Sich auf die ständige Pflege des Tieres vorbereiten
Wenn Sie sich entscheiden, einen Hund von der Straße zu nehmen und sich um ihn zu kümmern, ist es wichtig, sich auf die langfristige Pflege des Tieres vorzubereiten. Hier sind einige Schritte, die Ihnen helfen, auf diese Verantwortung vorbereitet zu sein:
1. Stellen Sie Sicherheit sicher
Das erste, was zu tun ist, ist die Sicherheit Ihres neuen Haustieres zu gewährleisten. Stellen Sie sicher, dass Ihr Haus und Ihr Hof bereit sind, den Hund zu adoptieren. Schließen Sie gefährliche oder unzugängliche Stellen ab, installieren Sie einen Zaun oder Zaun und stellen Sie sicher, dass Fenster und Türen sicher geschlossen sind.
2. Kaufen Sie alles, was Sie brauchen
Wenn Sie einen Hund erhalten, müssen Sie alle notwendigen Zubehörteile erwerben, um ihn zu pflegen.

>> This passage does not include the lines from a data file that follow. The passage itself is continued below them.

use std::path::PathBuf;

use anyhow::{Context, Result};

use rapm_design::config::DesignConfig;
use rapm_design::event_store;
use rapm_design::export::{DesignArtifact, write_artifact};
use rapm_design::logging::{LogConfig, init_logging};
use rapm_design::pipeline;

fn main() -> Result<()> {
    let _ = dotenvy::from_filename(".env.local");
    let _ = dotenvy::from_filename(".env");
    init_logging(&LogConfig::from_verbosity(verbosity()));

    let mut cfg = DesignConfig::from_env();
    apply_cli_overrides(&mut cfg);

    let db_path = parse_path_arg("--db")
        .or_else(|| cfg.db_path.clone())
        .or_else(event_store::default_db_path)
        .context("unable to resolve sqlite path")?;
    let out_path = parse_path_arg("--out")
        .unwrap_or_else(|| PathBuf::from(format!("rapm_design_{}.json", cfg.strength)));

    let design = pipeline::prepare_design_from_db(&db_path, &cfg)?;
    let artifact = DesignArtifact::new(
        cfg.strength,
        Some(db_path.display().to_string()),
        design,
    );
    write_artifact(&out_path, &artifact)?;

    let design = &artifact.design;
    println!("RAPM design built");
    println!("DB: {}", db_path.display());
    println!("Strength: {}", cfg.strength);
    println!("Events: {}", design.rows());
    println!(
        "Sides: {} columns, {} entries",
        design.sides.ncols(),
        design.sides.nnz()
    );
    println!(
        "Players: {} columns, {} entries",
        design.players.ncols(),
        design.players.nnz()
    );
    println!("Home minus away goals: {}", design.response_balance());
    println!("Written: {}", out_path.display());
    Ok(())
}

fn apply_cli_overrides(cfg: &mut DesignConfig) {
    for key in [
        "strength",
        "empty_batch",
        "roster_conflict",
        "column_order",
        "side_universe",
        "threads",
    ] {
        let flag = format!("--{}", key.replace('_', "-"));
        if let Some(value) = parse_value_arg(&flag) {
            cfg.apply(key, &value);
        }
    }
    if has_flag("--sorted") {
        cfg.apply("column_order", "sorted");
    }
    if has_flag("--parallel") {
        cfg.apply("parallel", "1");
    }
}

fn parse_value_arg(name: &str) -> Option<String> {
    let args = std::env::args().skip(1).collect::<Vec<_>>();
    let prefix = format!("{name}=");
    for (idx, arg) in args.iter().enumerate() {
        if let Some(v) = arg.strip_prefix(&prefix)
            && !v.trim().is_empty()
        {
            return Some(v.trim().to_string());
        }
        if arg == name
            && let Some(next) = args.get(idx + 1)
            && !next.trim().is_empty()
        {
            return Some(next.trim().to_string());
        }
    }
    None
}

fn parse_path_arg(name: &str) -> Option<PathBuf> {
    parse_value_arg(name).map(PathBuf::from)
}

fn has_flag(flag: &str) -> bool {
    std::env::args().skip(1).any(|a| a == flag)
}

fn verbosity() -> u8 {
    let mut n = 0u8;
    for arg in std::env::args().skip(1) {
        if arg == "--verbose" {
            n = n.saturating_add(1);
        } else if let Some(vs) = arg.strip_prefix('-')
            && !vs.is_empty()
            && vs.chars().all(|c| c == 'v')
        {
            n = n.saturating_add(vs.len() as u8);
        }
    }
    n
}
use rand::rngs::StdRng;
use rand::seq::{SliceRandom, index};
use rand::{Rng, SeedableRng};

use crate::event::{PlayerId, ROSTER_SLOTS, RawEvent, Roster, SideCode};

/// Seeded generator of well-formed scoring events.
#[derive(Debug, Clone, Copy)]
pub struct SyntheticBatch {
    pub events: usize,
    pub sides: usize,
    pub players: usize,
    /// Probability that any single roster slot is left empty.
    pub empty_slot_rate: f64,
    pub seed: u64,
}

impl Default for SyntheticBatch {
    fn default() -> Self {
        Self {
            events: 1_000,
            sides: 32,
            players: 900,
            empty_slot_rate: 0.02,
            seed: 7,
        }
    }
}

impl SyntheticBatch {
    /// Events come back with shuffled ids, like an unordered store scan.
    /// Sides are clamped to at least 2 and players to at least 12 so every
    /// event has two distinct sides and twelve distinct players.
    pub fn generate(&self) -> Vec<RawEvent> {
        let mut rng = StdRng::seed_from_u64(self.seed);
        let sides = self.sides.max(2);
        let players = self.players.max(2 * ROSTER_SLOTS);
        let codes: Vec<SideCode> = (0..sides).map(|i| SideCode(format!("S{i:03}"))).collect();
        let empty_rate = self.empty_slot_rate.clamp(0.0, 1.0);

        let mut ids: Vec<i64> = (1..=self.events as i64).collect();
        ids.shuffle(&mut rng);

        let mut out = Vec::with_capacity(self.events);
        for event_id in ids {
            let home = rng.gen_range(0..sides);
            let mut away = rng.gen_range(0..sides - 1);
            if away >= home {
                away += 1;
            }
            let picked = index::sample(&mut rng, players, 2 * ROSTER_SLOTS).into_vec();
            let mut home_roster: Roster = [None; ROSTER_SLOTS];
            let mut away_roster: Roster = [None; ROSTER_SLOTS];
            for slot in 0..ROSTER_SLOTS {
                if !rng.gen_bool(empty_rate) {
                    home_roster[slot] = Some(PlayerId(picked[slot] as u64 + 1));
                }
                if !rng.gen_bool(empty_rate) {
                    away_roster[slot] = Some(PlayerId(picked[ROSTER_SLOTS + slot] as u64 + 1));
                }
            }
            let scoring = if rng.gen_bool(0.53) { home } else { away };
            out.push(RawEvent {
                event_id,
                scoring_side: codes[scoring].clone(),
                home_side: codes[home].clone(),
                away_side: codes[away].clone(),
                home_roster,
                away_roster,
            });
        }
        out
    }
}

#[cfg(test)]
mod tests {
    use super::*;

    #[test]
    fn same_seed_same_batch() {
        let cfg = SyntheticBatch {
            events: 50,
            ..Default::default()
        };
        assert_eq!(cfg.generate(), cfg.generate());
    }

    #[test]
    fn events_are_well_formed() {
        let cfg = SyntheticBatch {
            events: 200,
            sides: 4,
            players: 20,
            empty_slot_rate: 0.2,
            seed: 11,
        };
        let events = cfg.generate();
        assert_eq!(events.len(), 200);
        for e in &events {
            assert_ne!(e.home_side, e.away_side);
            assert!(e.scoring_side_is_listed());
            for home in e.home_roster.iter().flatten() {
                assert!(!e.away_roster.contains(&Some(*home)));
            }
        }
        let mut ids: Vec<i64> = events.iter().map(|e| e.event_id).collect();
        ids.sort_unstable();
        assert_eq!(ids, (1..=200).collect::<Vec<_>>());
    }
}
use std::path::{Path, PathBuf};

use anyhow::{Context, Result, anyhow};
use chrono::Utc;
use rusqlite::{Connection, Row, params};
use tracing::{debug, info};

use crate::event::{GOAL_EVENT_KIND, PlayerId, ROSTER_SLOTS, RawEvent, Roster, SideCode, Strength};

const DB_DIR: &str = "rapm_design";
const DB_FILE: &str = "game_events.sqlite";

/// Upstream provider of raw scoring events for one manpower situation.
pub trait EventSource {
    fn fetch_events(&self, strength: Strength) -> Result<Vec<RawEvent>>;
}

/// `game_events` table in a sqlite database.
pub struct SqliteEventStore {
    conn: Connection,
}

#[derive(Debug, Clone)]
pub struct InsertSummary {
    pub strength: Strength,
    pub kind: String,
    pub upserted: usize,
}

impl SqliteEventStore {
    pub fn open(path: &Path) -> Result<Self> {
        if let Some(parent) = path.parent() {
            std::fs::create_dir_all(parent)
                .with_context(|| format!("create {}", parent.display()))?;
        }
        let conn =
            Connection::open(path).with_context(|| format!("open sqlite db {}", path.display()))?;
        init_schema(&conn)?;
        Ok(Self { conn })
    }

    pub fn open_in_memory() -> Result<Self> {
        let conn = Connection::open_in_memory().context("open in-memory sqlite db")?;
        init_schema(&conn)?;
        Ok(Self { conn })
    }

    pub fn connection(&self) -> &Connection {
        &self.conn
    }

    /// Upserts `events` under one strength and kind in a single transaction.
    pub fn insert_events(
        &mut self,
        strength: Strength,
        kind: &str,
        events: &[RawEvent],
    ) -> Result<InsertSummary> {
        let tx = self.conn.transaction().context("begin insert transaction")?;
        let strength_key = strength.to_string();
        let updated_at = Utc::now().to_rfc3339();
        for event in events {
            upsert_event(&tx, &strength_key, kind, &updated_at, event)
                .with_context(|| format!("upsert event {}", event.event_id))?;
        }
        tx.commit().context("commit insert transaction")?;
        info!(%strength, kind, upserted = events.len(), "stored game events");
        Ok(InsertSummary {
            strength,
            kind: kind.to_string(),
            upserted: events.len(),
        })
    }

    /// Goal events recorded at `strength`, in whatever order sqlite returns them.
    pub fn load_events(&self, strength: Strength) -> Result<Vec<RawEvent>> {
        let mut stmt = self
            .conn
            .prepare(
                r#"
                SELECT
                    event_id, scoring_team, home_team, away_team,
                    home_p1, home_p2, home_p3, home_p4, home_p5, home_p6,
                    away_p1, away_p2, away_p3, away_p4, away_p5, away_p6
                FROM game_events
                WHERE strength = ?1
                  AND event_kind = ?2
                "#,
            )
            .context("prepare load events query")?;

        let rows = stmt
            .query_map(params![strength.to_string(), GOAL_EVENT_KIND], decode_event)
            .context("query load events")?;

        let mut out = Vec::new();
        for row in rows {
            out.push(row.context("decode event row")?);
        }
        debug!(%strength, events = out.len(), "loaded goal events");
        Ok(out)
    }

    pub fn count_events(&self) -> Result<usize> {
        let n = self
            .conn
            .query_row("SELECT COUNT(*) FROM game_events", [], |row| {
                row.get::<_, i64>(0)
            })
            .context("count game events")?;
        usize::try_from(n).map_err(|_| anyhow!("negative event count {n}"))
    }
}

impl EventSource for SqliteEventStore {
    fn fetch_events(&self, strength: Strength) -> Result<Vec<RawEvent>> {
        self.load_events(strength)
    }
}

pub fn default_db_path() -> Option<PathBuf> {
    if let Ok(base) = std::env::var("XDG_DATA_HOME")
        && !base.trim().is_empty()
    {
        return Some(PathBuf::from(base).join(DB_DIR).join(DB_FILE));
    }
    let home = std::env::var("HOME").ok()?;
    if home.trim().is_empty() {
        return None;
    }
    Some(
        PathBuf::from(home)
            .join(".local")
            .join("share")
            .join(DB_DIR)
            .join(DB_FILE),
    )
}

pub fn init_schema(conn: &Connection) -> Result<()> {
    conn.execute_batch(
        r#"
        CREATE TABLE IF NOT EXISTS game_events (
            event_id INTEGER PRIMARY KEY,
            strength TEXT NOT NULL,
            event_kind TEXT NOT NULL,
            scoring_team TEXT NOT NULL,
            home_team TEXT NOT NULL,
            away_team TEXT NOT NULL,
            home_p1 INTEGER NULL,
            home_p2 INTEGER NULL,
            home_p3 INTEGER NULL,
            home_p4 INTEGER NULL,
            home_p5 INTEGER NULL,
            home_p6 INTEGER NULL,
            away_p1 INTEGER NULL,
            away_p2 INTEGER NULL,
            away_p3 INTEGER NULL,
            away_p4 INTEGER NULL,
            away_p5 INTEGER NULL,
            away_p6 INTEGER NULL,
            updated_at TEXT NOT NULL
        );
        CREATE INDEX IF NOT EXISTS idx_game_events_situation ON game_events(strength, event_kind);
        "#,
    )
    .context("create sqlite schema")?;
    Ok(())
}

fn upsert_event(
    tx: &rusqlite::Transaction<'_>,
    strength: &str,
    kind: &str,
    updated_at: &str,
    e: &RawEvent,
) -> Result<()> {
    let h = roster_values(&e.home_roster)?;
    let a = roster_values(&e.away_roster)?;
    tx.execute(
        r#"
        INSERT INTO game_events (
            event_id, strength, event_kind, scoring_team, home_team, away_team,
            home_p1, home_p2, home_p3, home_p4, home_p5, home_p6,
            away_p1, away_p2, away_p3, away_p4, away_p5, away_p6,
            updated_at
        ) VALUES (
            ?1, ?2, ?3, ?4, ?5, ?6,
            ?7, ?8, ?9, ?10, ?11, ?12,
            ?13, ?14, ?15, ?16, ?17, ?18,
            ?19
        )
        ON CONFLICT(event_id) DO UPDATE SET
            strength = excluded.strength,
            event_kind = excluded.event_kind,
            scoring_team = excluded.scoring_team,
            home_team = excluded.home_team,
            away_team = excluded.away_team,
            home_p1 = excluded.home_p1,
            home_p2 = excluded.home_p2,
            home_p3 = excluded.home_p3,
            home_p4 = excluded.home_p4,
            home_p5 = excluded.home_p5,
            home_p6 = excluded.home_p6,
            away_p1 = excluded.away_p1,
            away_p2 = excluded.away_p2,
            away_p3 = excluded.away_p3,
            away_p4 = excluded.away_p4,
            away_p5 = excluded.away_p5,
            away_p6 = excluded.away_p6,
            updated_at = excluded.updated_at
        "#,
        params![
            e.event_id,
            strength,
            kind,
            e.scoring_side.as_str(),
            e.home_side.as_str(),
            e.away_side.as_str(),
            h[0],
            h[1],
            h[2],
            h[3],
            h[4],
            h[5],
            a[0],
            a[1],
            a[2],
            a[3],
            a[4],
            a[5],
            updated_at,
        ],
    )
    .context("upsert game event")?;
    Ok(())
}

fn roster_values(roster: &Roster) -> Result<[Option<i64>; ROSTER_SLOTS]> {
    let mut out = [None; ROSTER_SLOTS];
    for (slot, player) in out.iter_mut().zip(roster) {
        if let Some(PlayerId(id)) = player {
            let value = i64::try_from(*id).map_err(|_| anyhow!("player id {id} out of range"))?;
            *slot = Some(value);
        }
    }
    Ok(out)
}

fn decode_event(row: &Row<'_>) -> rusqlite::Result<RawEvent> {
    let mut home_roster: Roster = [None; ROSTER_SLOTS];
    let mut away_roster: Roster = [None; ROSTER_SLOTS];
    for (idx, slot) in home_roster.iter_mut().enumerate() {
        *slot = row.get::<_, Option<u64>>(4 + idx)?.map(PlayerId);
    }
    for (idx, slot) in away_roster.iter_mut().enumerate() {
        *slot = row.get::<_, Option<u64>>(4 + ROSTER_SLOTS + idx)?.map(PlayerId);
    }
    Ok(RawEvent {
        event_id: row.get(0)?,
        scoring_side: SideCode(row.get(1)?),
        home_side: SideCode(row.get(2)?),
        away_side: SideCode(row.get(3)?),
        home_roster,
        away_roster,
    })
}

Die Liste sollte Futter, Futter- und Trinkschalen, eine Leine, ein Halsband mit einem Etikett, eine Handtasche für Hundezubehör, einen Platz zum Schlafen und Spielzeug enthalten.
3. einen Vertrag schließen
Bevor Sie Ihren Hund von der Straße abholen, ist es wichtig, einen Vertrag mit einem Tierheim oder einer Obdachlosenhilfsorganisation abzuschließen. Der Vertrag enthält Ihre Pflichten für die Pflege des Hundes und die Rechte der Organisation. Dies wird dazu beitragen, die Sicherheit und Pflege des Tieres zu gewährleisten.
4. Finde einen Tierarzt
Ihr Hund benötigt regelmäßige Tierarztbesuche. Finden Sie einen zuverlässigen Spezialisten, der die Gesundheit Ihres Haustieres überwacht, Impfungen durchführt und die notwendigen medizinischen Dienstleistungen anbietet.
5. Stellen Sie genügend Zeit zur Verfügung
Die Pflege eines Hundes erfordert Zeit und Mühe. Bevor Sie Ihren Hund von der Straße nehmen, stellen Sie sicher, dass Sie genügend Zeit für Spaziergänge, Spiele und Pflege haben. Denken Sie daran, dass ein Hund jeden Tag Aufmerksamkeit und Pflege braucht.
Wenn Sie diese Schritte befolgen, sind Sie bereit für die ständige Pflege Ihres Hundes und können ihr die Pflege geben, die für ein glückliches und gesundes Leben unerlässlich ist.